# New Wine, Old Wineskins -- A DM's Campaign Log -- Forgotten Realms, Post-Spellplague



## firesnakearies (Dec 10, 2008)

Here I will post my ongoing campaign notes and the basic storyline of my new 4th Edition Forgotten Realms campaign, called _*New Wine, Old Wineskins*_.  

Let's start with some exposition...





*New Wine, Old Wineskins – Setting the Stage*



*Sir Brianthalantyrael Emberdance* -- Noble Tulani of Summer, Seventy-Third Consort of High Queen Tiandra, Questsworn Knight-Errant of the Court of Stars, and Warding-Agent of the Order of Mystra’s Presage…

   …or, as he’s most commonly known on this side of the Veil, just a guy named _Brian_…

   …has finally made contact with his adopted brother and daughter, the Warlock whose Pact Oath he holds, and the other three essential figures whose lives he has watched since they were born, waiting patiently for the proper time to gather them together and reveal to them the fate in store for plague-torn Abeir-Toril, and their potential parts to play in it…

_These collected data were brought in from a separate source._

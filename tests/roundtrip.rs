use std::fs::read_to_string;

use domsave::{
    dom::{DocumentRef, ElementRef},
    parser::{parse_reader, parse_str},
    save::{SaveOptions, Serializer, TableProfile},
};
use glob::glob;
use pretty_assertions::assert_eq;

const FIXTURES: &str = "tests/fixtures/*.xml";

fn fixtures() -> Vec<(String, DocumentRef)> {
    let res = glob(FIXTURES)
        .unwrap()
        .map(|path| {
            let path = path.unwrap();
            let text = read_to_string(&path).unwrap();
            let doc = parse_str(&text)
                .unwrap_or_else(|e| panic!("failed to parse {}: {e}", path.display()));
            (path.display().to_string(), doc)
        })
        .collect::<Vec<_>>();
    assert!(!res.is_empty(), "no fixtures found in {FIXTURES}");
    res
}

fn element_names(elem: &ElementRef, names: &mut Vec<String>) {
    names.push(elem.tag_name().to_string());
    for child in elem.child_elements() {
        element_names(&child, names);
    }
}

fn outline(doc: &DocumentRef) -> Vec<String> {
    let mut names = vec![];
    if let Some(root) = doc.document_element() {
        element_names(&root, &mut names);
    }
    names
}

#[test]
fn unformatted_output_is_stable() {
    let serializer = Serializer::with_options(SaveOptions::default());
    for (path, doc) in fixtures() {
        let first = serializer.serialize_to_string(&doc).unwrap();
        let reparsed = parse_str(&first)
            .unwrap_or_else(|e| panic!("failed to reparse the output of {path}: {e}"));
        let second = serializer.serialize_to_string(&reparsed).unwrap();
        assert_eq!(first, second, "{path}");
    }
}

#[test]
fn formatted_output_keeps_the_element_tree() {
    let options = SaveOptions::default().with_format_output(true);
    let serializers = [
        Serializer::with_options(options.clone()),
        Serializer::new(options, TableProfile::xhtml()),
    ];
    for (path, doc) in fixtures() {
        for serializer in &serializers {
            let text = serializer.serialize_to_string(&doc).unwrap();
            let reparsed = parse_str(&text)
                .unwrap_or_else(|e| panic!("failed to reparse the output of {path}: {e}"));
            assert_eq!(outline(&doc), outline(&reparsed), "{path}");
        }
    }
}

#[test]
fn utf16_output_reads_back() {
    let utf8 = Serializer::default();
    let utf16 = Serializer::with_options(
        SaveOptions::default()
            .with_encoding("UTF-16")
            .unwrap()
            .with_bom(true),
    );
    for (path, doc) in fixtures() {
        let mut bytes = vec![];
        utf16.serialize(&doc, &mut bytes).unwrap();
        assert_eq!(&bytes[..2], [0xFF, 0xFE], "{path}");

        let decoded = parse_reader(bytes.as_slice())
            .unwrap_or_else(|e| panic!("failed to read the UTF-16 output of {path}: {e}"));
        assert_eq!(
            utf8.serialize_to_string(&doc).unwrap(),
            utf8.serialize_to_string(&decoded).unwrap(),
            "{path}"
        );
    }
}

**  Al’Trek Ethers, Male Half-Elf Bravura Warlord, Unaligned Worshipper of Tempus*


   -----  The corrupt, greed-ridden, and intrigue-laden nation of Amn is ruled by a “Council of Five” consisting of the five High Houses who hold all of the wealth and power in the land.  But a mere twenty years ago, and for many generations before that, it was a “Council of Six” that controlled the fate of the Amnian people.  The sixth and now defunct High House was House Ethers, hereditary rulers of the city of Esmeltaran, was eliminated by a sinister rival in a terrible plot of betrayal and honorless murder.  It is widely believed in Amn that no living member of House Ethers remains, and now, House Nashivaar (formerly calling itself House North to disguise its old familial ties to the Church of Cyric) holds sway in Esmeltaran, and no sixth High House has appeared to claim the traditional seat of power left in the vacuum of House Ethers’ destruction.  But unbeknownst to all but a select few, one noble scion of House Ethers lives still, secreted away on the very night of the great battle that sealed House Ethers’ fate, his life saved by the lovingly dedicated heroics of his older brother and close mentor, _Firstson Brian_.  *Al’Trek* Ethers, only a boy of twelve when his family and home were forever obliterated, was to be carried safely off to take refuge with friends of his father in the faraway nation of Estagund.  His ship was pursued by House Nashivaar assassins and pirates, but managed to elude them all, only to succumb to a terrible storm that left young Al’Trek washed ashore in the forbidding wasteland called in this age by the uncomplimentary name of Elfharrow.  There, he was adopted by the Dawn Tribe, one of the largest and fiercest of the Wild Elf clans who roam that shattered land.  Raised for the next twenty years in this harsh crucible, Al’Trek grew into a hardened and dauntless man, a warrior in spirit, and a natural leader by birth and by talent.  Personal tragedy and the raving half-baked prophecies of a tribal shaman eventually drove him from his adopted home in the Elfharrow waste, and he finally began to work his way north, back toward the “civilized” lands that bred him.  He came seeking his place in this world, answers which had been long denied him, a suppressed but never fully extinguished smoldering urge for vengeance, and perhaps the barest glimmer of hope that he may yet find some small vestige of his family miraculously left alive after all of these years…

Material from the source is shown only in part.